▸ **RECORDS FOR PROCESSING**:
mod cli;

use anyhow::{Context, bail};
use clap::Parser;
use crossterm::style::Stylize;
use mazewalk::{
    experiment::{ExperimentRunner, FileSink, ResultSink, Summary},
    generators::{generate, get_rng},
    logging,
    maze::Grid,
    solvers::{self, RandomWalkSolver, Solver, WalkConfig, WalkStatus},
};

use crate::cli::{BatchArgs, Cli, Command, MazeArgs, WalkArgs};

fn main() -> anyhow::Result<()> {
    let cli = Cli::parse();
    let log_dir = match &cli.command {
        Command::Batch(args) => Some(args.output_dir.as_path()),
        _ => None,
    };
    let _guard = logging::init(log_dir, cli.verbose).context("failed to set up logging")?;

    match cli.command {
        Command::Batch(args) => run_batch(&args),
        Command::Solve(args) => run_solve(&args),
        Command::Walk(args) => run_walk(&args),
    }
}

fn build_maze(args: &MazeArgs, rng: &mut impl rand::Rng) -> anyhow::Result<Grid> {
    let (rows, cols) = args.dimensions();
    let mut grid = Grid::new(rows, cols)?;
    generate(&mut grid, rng, (0, 0))?;
    tracing::info!("Generated a {}x{} maze ({} cells)", rows, cols, rows * cols);
    Ok(grid)
}

fn run_batch(args: &BatchArgs) -> anyhow::Result<()> {
    let config = args.experiment_config();
    let sink = FileSink::create(&config.output_dir).with_context(|| {
        format!(
            "failed to create output directory {}",
            config.output_dir.display()
        )
    })?;
    let mut runner = ExperimentRunner::new(config, sink);

    let summary = if args.parallel {
        run_parallel(&mut runner)?
    } else {
        runner.run_batch()?
    };

    println!(
        "{} of {} runs solved, {} failed. Results saved in '{}'.",
        summary.solved_count().to_string().green(),
        summary.num_runs,
        summary.failed_count().to_string().red(),
        runner.config().output_dir.display()
    );
    if let Some(mean) = summary.mean_solved_steps() {
        println!("Mean steps over solved runs: {:.1}", mean);
    }
    Ok(())
}

#[cfg(feature = "parallel")]
fn run_parallel<S: ResultSink>(runner: &mut ExperimentRunner<S>) -> anyhow::Result<Summary> {
    Ok(runner.run_batch_parallel()?)
}

#[cfg(not(feature = "parallel"))]
fn run_parallel<S: ResultSink>(_runner: &mut ExperimentRunner<S>) -> anyhow::Result<Summary> {
    bail!("--parallel requires mazewalk to be built with the `parallel` feature")
}

fn run_solve(args: &MazeArgs) -> anyhow::Result<()> {
    let mut rng = get_rng(args.seed);
    let grid = build_maze(args, &mut rng)?;

    println!("Solving with {}", Solver::Dfs);
    let solution = solvers::solve_maze(&grid).context("generated maze has no solution")?;
    print!("{}", grid.render_with_path(solution.path.as_slice(), true));
    println!(
        "Path length {} after exploring {} of {} cells.",
        solution.path.len(),
        solution.explored,
        grid.len()
    );
    Ok(())
}

fn run_walk(args: &WalkArgs) -> anyhow::Result<()> {
    if args.max_steps == 0 {
        tracing::warn!("max steps is 0, the walker will give up immediately");
    }
    let mut rng = get_rng(args.maze.seed);
    let grid = build_maze(&args.maze, &mut rng)?;

    println!("Solving with {}", Solver::RandomWalk);
    let config = WalkConfig {
        max_steps: args.max_steps,
    };
    let mut solver = RandomWalkSolver::new(&grid, rng, config);
    let status = solver.run_to_end();

    if args.show {
        print!("{}", grid.render_with_path(solver.path().as_slice(), true));
    }
    let outcome = match status {
        WalkStatus::Solved => "Solved!".green(),
        WalkStatus::GaveUp => "Gave up :(".red(),
        WalkStatus::Running => bail!("walker stopped before finishing"),
    };
    println!(
        "{} {} of at most {} steps, {} teleports, {} of {} cells visited.",
        outcome,
        solver.steps(),
        solver.max_steps(),
        solver.teleports(),
        solver.visited().len(),
        grid.len()
    );
    Ok(())
}
use std::time::Instant;

use mazewalk::{
    generators::{generate, get_rng},
    maze::Grid,
    solvers::solve_maze,
};

/// Generate and exactly solve a large maze a number of times, for use under a profiler.
/// Usage: `profile [iterations] [size]`
fn main() -> mazewalk::Result<()> {
    let mut args = std::env::args();
    args.next(); // Skip executable name
    let num_iters = args.next().and_then(|s| s.parse::<usize>().ok()).unwrap_or(10);
    let size = args.next().and_then(|s| s.parse::<usize>().ok()).unwrap_or(500);

    let mut rng = get_rng(Some(0));
    let start = Instant::now();
    for _ in 0..num_iters {
        let mut grid = Grid::new(size, size)?;
        generate(&mut grid, &mut rng, (0, 0))?;
        let solution = solve_maze(&grid)?;
        std::hint::black_box(solution);
    }
    println!(
        "{} iterations of {}x{} in {:.2?}",
        num_iters,
        size,
        size,
        start.elapsed()
    );
    Ok(())
}
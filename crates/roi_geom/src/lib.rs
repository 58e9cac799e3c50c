//! roi_geom - geometry for region-of-interest zones drawn over a reference image.
//!
//! Zones are stored in normalized coordinates: every value is a fraction of the
//! displayed image width or height, so the same zone stays valid no matter how
//! large the overlay is rendered. This crate converts between pointer pixels and
//! that normalized space and answers the hit-testing questions an editor needs:
//!
//! - [`SurfaceSize`] projects [`PixelPoint`]s to [`NormPoint`]s (clamped) and back
//! - [`ZoneCoords`] is a normalized rectangle with clamping, translation and resize
//! - [`ResizeHandle`] identifies the four corner handles and finds the one under a pointer

mod handle;
mod point;
mod rect;

pub use handle::{point_in_zone, resize_handle_at, ResizeHandle};
pub use point::{to_normalized, NormPoint, PixelPoint, SurfaceSize};
pub use rect::{PixelRect, ZoneCoords};

/// Smallest width or height (normalized) a zone may have.
pub const MIN_ZONE_SIZE: f64 = 0.01;

/// Default distance (CSS pixels) within which a pointer grabs a corner handle.
pub const DEFAULT_HANDLE_TOLERANCE: f64 = 8.0;
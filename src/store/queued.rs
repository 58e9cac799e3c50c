//! Host-driven store: the embedding environment performs the requests.

use std::collections::VecDeque;

use super::{StoreEvent, StoreRequest, ZoneStore};

/// Store backed by two queues.
///
/// The session pushes requests into the outbox; the host takes them with
/// [`QueuedZoneStore::take_request`], performs them however it likes, and
/// reports back with [`QueuedZoneStore::push_event`].
#[derive(Debug, Default)]
pub struct QueuedZoneStore {
    outbox: VecDeque<StoreRequest>,
    inbox: VecDeque<StoreEvent>,
    /// Requests handed out but not answered yet
    outstanding: usize,
}

impl QueuedZoneStore {
    pub fn new() -> Self {
        Self::default()
    }

    /// Take the oldest request the host has not started yet.
    pub fn take_request(&mut self) -> Option<StoreRequest> {
        let request = self.outbox.pop_front()?;
        self.outstanding += 1;
        log::trace!("Host took {} request", request.name());
        Some(request)
    }

    /// Drain every queued request.
    pub fn take_requests(&mut self) -> Vec<StoreRequest> {
        std::iter::from_fn(|| self.take_request()).collect()
    }

    /// Report a finished request.
    pub fn push_event(&mut self, event: StoreEvent) {
        self.outstanding = self.outstanding.saturating_sub(1);
        self.inbox.push_back(event);
    }

    pub fn queued_requests(&self) -> usize {
        self.outbox.len()
    }
}

impl ZoneStore for QueuedZoneStore {
    fn submit(&mut self, request: StoreRequest) {
        log::debug!("Queued {} request for host", request.name());
        self.outbox.push_back(request);
    }

    fn poll(&mut self) -> Option<StoreEvent> {
        self.inbox.pop_front()
    }

    fn pending_count(&self) -> usize {
        self.outbox.len() + self.outstanding
    }
}

#[cfg(test)]
mod tests {
    use super::*;
    use crate::store::ZoneSource;

    #[test]
    fn test_requests_flow_in_order() {
        let mut store = QueuedZoneStore::new();
        store.submit(StoreRequest::Load);
        store.submit(StoreRequest::Snapshot);
        assert_eq!(store.pending_count(), 2);

        assert_eq!(store.take_request(), Some(StoreRequest::Load));
        assert_eq!(store.queued_requests(), 1);
        assert_eq!(store.pending_count(), 2);

        store.push_event(StoreEvent::Loaded {
            zones: Vec::new(),
            source: ZoneSource::Empty,
        });
        assert_eq!(store.pending_count(), 1);
        assert!(matches!(store.poll(), Some(StoreEvent::Loaded { .. })));
        assert!(store.poll().is_none());

        assert_eq!(store.take_requests(), vec![StoreRequest::Snapshot]);
        assert!(store.take_request().is_none());
    }

    #[test]
    fn test_request_wire_shape() {
        let json = serde_json::to_value(StoreRequest::Save {
            seq: 3,
            zones: Vec::new(),
        })
        .unwrap();
        assert_eq!(json["kind"], "save");
        assert_eq!(json["seq"], 3);
        assert_eq!(serde_json::to_value(StoreRequest::Load).unwrap()["kind"], "load");
    }
}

▸ **WORK INSTRUCTION**: Using only the entries above, output the line with "start.elapsed()", the line with "(clamped) and back", and all lines between them, exactly as they stand.

▸ **TASK OUTPUT**:
        start.elapsed()
    );
    Ok(())
}
filename crates/roi_geom/src/lib.rs
repository 58e9cac799e3c50c
//! roi_geom - geometry for region-of-interest zones drawn over a reference image.
//!
//! Zones are stored in normalized coordinates: every value is a fraction of the
//! displayed image width or height, so the same zone stays valid no matter how
//! large the overlay is rendered. This crate converts between pointer pixels and
//! that normalized space and answers the hit-testing questions an editor needs:
//!
//! - [`SurfaceSize`] projects [`PixelPoint`]s to [`NormPoint`]s (clamped) and back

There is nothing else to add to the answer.